⌘+k ctrl+k
1.0 (stable)
Search Shortcut cmd + k | ctrl + k
Data Types

DuckLake specifies multiple different data types for field values, and also supports nested types. The types of columns are defined in the column_type field of the ducklake_column table.

Primitive Types

Type Description
boolean True or false
int8 8-bit signed integer
int16 16-bit signed integer
int32 32-bit signed integer
int64 64-bit signed integer
uint8 8-bit unsigned integer
uint16 16-bit unsigned integer
uint32 32-bit unsigned integer
uint64 64-bit unsigned integer
int128 128-bit signed integer
uint128 128-bit unsigned integer
float32 32-bit IEEE 754 floating-point value
float64 64-bit IEEE 754 floating-point value
decimal(P, S) Fixed-point decimal with precision P and scale S
time Time of day, microsecond precision
timetz Time of day, microsecond precision, with time zone
date Calendar date
timestamp Timestamp, microsecond precision
timestamptz Timestamp, microsecond precision, with time zone
timestamp_s Timestamp, second precision
timestamp_ms Timestamp, millisecond precision
timestamp_ns Timestamp, nanosecond precision
interval Time interval in three different granularities: months, days, and milliseconds
varchar Text
blob Binary data
json JSON
uuid Universally unique identifier

Nested Types

DuckLake supports nested types and primitive types. Nested types are defined recursively using the parent_column field in the ducklake_column table. For example, a column of type INT[] is stored as two rows: a parent column of type list, and a child column of type int32 whose parent_column points to the parent.

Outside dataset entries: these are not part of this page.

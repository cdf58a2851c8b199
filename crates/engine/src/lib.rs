// SPDX-License-Identifier: BUSL-1.1
// Copyright (c) 2026 Alfred Jean LLC

// Allow panic!/unwrap/expect in test code
#![cfg_attr(test, allow(clippy::panic))]
#![cfg_attr(test, allow(clippy::unwrap_used))]
#![cfg_attr(test, allow(clippy::expect_used))]

//! Anayat dashboard workflows

mod dashboard;
mod deploy;
mod error;
mod lock;
mod monitor;

pub use dashboard::{Dashboard, DashboardDeps};
pub use deploy::DeployReport;
pub use error::EngineError;
pub use lock::{DeployGuard, DeployLock};
pub use monitor::MonitorTick;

The following nested types are supported:

Type Description
list Collection of values with a single child type
struct A tuple of typed values
map A collection of key-value pairs

Semi-Structured Types

Type Description
variant A dynamically typed value that can hold any primitive or nested type, stored in a binary encoding.

The variant type is similar to JSON but is more strongly typed internally, supports a wider range of types (e.g., date, timestamp, decimal), and is stored in a binary-encoded format rather than as a string. Variants are stored in Parquet files according to the Parquet variant encoding specification.

Variants can be shredded into their constituent primitive types when all rows share a consistent schema for a given sub-field. Shredded fields are stored and queried with the same efficiency as native primitive columns. Per-file statistics for shredded sub-fields are recorded in the ducklake_file_variant_stats table.

Note The variant type is natively supported in DuckDB. For catalog databases that do not have a native variant type (e.g., PostgreSQL, SQLite), variants cannot yet be stored as inline values in those catalogs.

Geometry Types

DuckLake supports geometry types using the geometry type of the Parquet format. The geometry type can store different types of spatial representations called geometry primitives, of which DuckLake supports the following:

Geometry primitive Description
point A single location in coordinate space.
linestring A sequence of points connected by straight line segments.
polygon A planar surface defined by one exterior boundary and zero or more interior boundaries (holes).
multipoint A collection of point geometries.
multilinestring A collection of linestring geometries.
multipolygon A collection of polygon geometries.
linestring_z A linestring geometry with an additional Z (elevation) coordinate for each point.
geometrycollection A heterogeneous collection of geometry primitives (e.g., points, lines, polygons, etc.).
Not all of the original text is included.